# What the task asks
Say how many lines in the entries contain "series", giving only the number.

##### Exercise data

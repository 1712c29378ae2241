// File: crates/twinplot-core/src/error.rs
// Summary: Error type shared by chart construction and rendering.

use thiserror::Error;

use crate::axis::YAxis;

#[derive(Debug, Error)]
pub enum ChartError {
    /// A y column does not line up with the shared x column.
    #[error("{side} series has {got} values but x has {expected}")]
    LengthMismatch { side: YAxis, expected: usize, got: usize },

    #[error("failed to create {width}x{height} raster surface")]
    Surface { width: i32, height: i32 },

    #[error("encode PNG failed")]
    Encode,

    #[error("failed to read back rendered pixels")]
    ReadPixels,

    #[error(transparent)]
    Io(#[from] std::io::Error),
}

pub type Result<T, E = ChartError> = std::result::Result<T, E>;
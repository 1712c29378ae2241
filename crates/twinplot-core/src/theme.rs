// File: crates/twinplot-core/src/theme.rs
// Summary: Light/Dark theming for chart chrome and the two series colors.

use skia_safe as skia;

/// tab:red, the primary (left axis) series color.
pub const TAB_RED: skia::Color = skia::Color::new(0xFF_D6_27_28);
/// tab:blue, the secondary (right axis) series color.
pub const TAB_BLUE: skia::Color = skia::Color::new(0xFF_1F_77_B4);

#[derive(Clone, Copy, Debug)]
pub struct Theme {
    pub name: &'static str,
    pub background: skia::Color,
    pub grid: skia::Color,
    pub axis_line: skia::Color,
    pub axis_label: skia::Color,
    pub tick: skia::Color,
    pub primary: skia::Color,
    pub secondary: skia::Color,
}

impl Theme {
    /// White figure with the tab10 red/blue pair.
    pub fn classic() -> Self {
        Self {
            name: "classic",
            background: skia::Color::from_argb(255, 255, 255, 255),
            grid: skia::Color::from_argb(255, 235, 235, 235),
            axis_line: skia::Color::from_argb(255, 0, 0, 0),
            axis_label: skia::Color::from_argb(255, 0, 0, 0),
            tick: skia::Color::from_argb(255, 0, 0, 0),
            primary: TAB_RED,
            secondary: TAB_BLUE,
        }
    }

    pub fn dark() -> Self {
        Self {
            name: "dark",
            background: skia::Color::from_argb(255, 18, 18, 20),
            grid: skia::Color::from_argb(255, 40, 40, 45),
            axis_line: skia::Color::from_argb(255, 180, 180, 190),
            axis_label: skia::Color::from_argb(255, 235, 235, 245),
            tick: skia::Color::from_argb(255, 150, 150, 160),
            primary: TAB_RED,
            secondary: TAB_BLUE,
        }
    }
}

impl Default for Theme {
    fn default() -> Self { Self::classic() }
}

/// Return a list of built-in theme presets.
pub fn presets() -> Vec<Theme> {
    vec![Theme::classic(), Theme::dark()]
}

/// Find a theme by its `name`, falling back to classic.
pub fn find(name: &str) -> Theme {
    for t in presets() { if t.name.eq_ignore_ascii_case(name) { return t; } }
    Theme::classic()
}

##########
##### Exercise data

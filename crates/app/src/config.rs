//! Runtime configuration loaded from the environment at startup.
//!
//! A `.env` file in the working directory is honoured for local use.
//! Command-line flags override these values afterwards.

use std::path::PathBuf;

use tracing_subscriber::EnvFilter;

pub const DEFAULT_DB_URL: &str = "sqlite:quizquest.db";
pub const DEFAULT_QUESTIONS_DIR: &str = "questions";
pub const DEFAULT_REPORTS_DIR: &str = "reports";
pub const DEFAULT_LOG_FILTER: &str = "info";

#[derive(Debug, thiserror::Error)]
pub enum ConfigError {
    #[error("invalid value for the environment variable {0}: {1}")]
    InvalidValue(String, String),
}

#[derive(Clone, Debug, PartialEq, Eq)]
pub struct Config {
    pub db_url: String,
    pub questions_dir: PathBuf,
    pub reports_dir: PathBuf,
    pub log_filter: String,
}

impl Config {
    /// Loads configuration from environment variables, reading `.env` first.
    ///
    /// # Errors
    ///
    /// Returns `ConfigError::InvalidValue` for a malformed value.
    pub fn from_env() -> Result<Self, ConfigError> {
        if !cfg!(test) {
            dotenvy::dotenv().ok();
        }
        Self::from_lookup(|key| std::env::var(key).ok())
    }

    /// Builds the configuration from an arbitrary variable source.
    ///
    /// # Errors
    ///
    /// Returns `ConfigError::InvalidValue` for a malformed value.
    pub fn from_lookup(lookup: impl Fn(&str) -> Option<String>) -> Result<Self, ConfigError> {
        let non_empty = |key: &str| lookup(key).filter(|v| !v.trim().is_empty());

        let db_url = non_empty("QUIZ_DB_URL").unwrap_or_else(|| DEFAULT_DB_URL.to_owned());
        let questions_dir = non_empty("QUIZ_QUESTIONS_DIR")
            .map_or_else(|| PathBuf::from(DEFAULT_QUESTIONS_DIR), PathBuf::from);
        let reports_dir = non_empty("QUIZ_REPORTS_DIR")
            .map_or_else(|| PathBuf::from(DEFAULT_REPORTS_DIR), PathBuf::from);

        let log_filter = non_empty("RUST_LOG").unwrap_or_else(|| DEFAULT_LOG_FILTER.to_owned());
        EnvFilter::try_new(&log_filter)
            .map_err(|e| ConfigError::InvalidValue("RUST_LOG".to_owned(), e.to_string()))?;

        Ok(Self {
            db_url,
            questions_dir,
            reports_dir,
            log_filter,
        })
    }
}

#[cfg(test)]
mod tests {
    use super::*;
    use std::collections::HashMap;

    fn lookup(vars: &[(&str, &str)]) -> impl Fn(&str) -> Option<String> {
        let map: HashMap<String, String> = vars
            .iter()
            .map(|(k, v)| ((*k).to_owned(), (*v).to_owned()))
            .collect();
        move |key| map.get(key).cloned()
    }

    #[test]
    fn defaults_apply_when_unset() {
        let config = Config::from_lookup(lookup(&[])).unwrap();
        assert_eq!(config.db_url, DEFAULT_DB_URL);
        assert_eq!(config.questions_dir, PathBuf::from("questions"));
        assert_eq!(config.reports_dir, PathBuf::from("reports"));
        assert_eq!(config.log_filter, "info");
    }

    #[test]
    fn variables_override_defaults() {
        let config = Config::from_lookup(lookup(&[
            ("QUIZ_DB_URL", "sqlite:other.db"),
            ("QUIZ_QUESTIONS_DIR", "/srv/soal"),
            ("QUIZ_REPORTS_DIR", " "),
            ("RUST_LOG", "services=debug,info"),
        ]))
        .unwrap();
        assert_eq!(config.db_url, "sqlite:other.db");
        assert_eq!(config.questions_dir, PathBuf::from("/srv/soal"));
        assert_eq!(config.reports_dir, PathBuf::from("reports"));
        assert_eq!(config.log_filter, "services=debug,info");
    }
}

##########

# Exercise output
4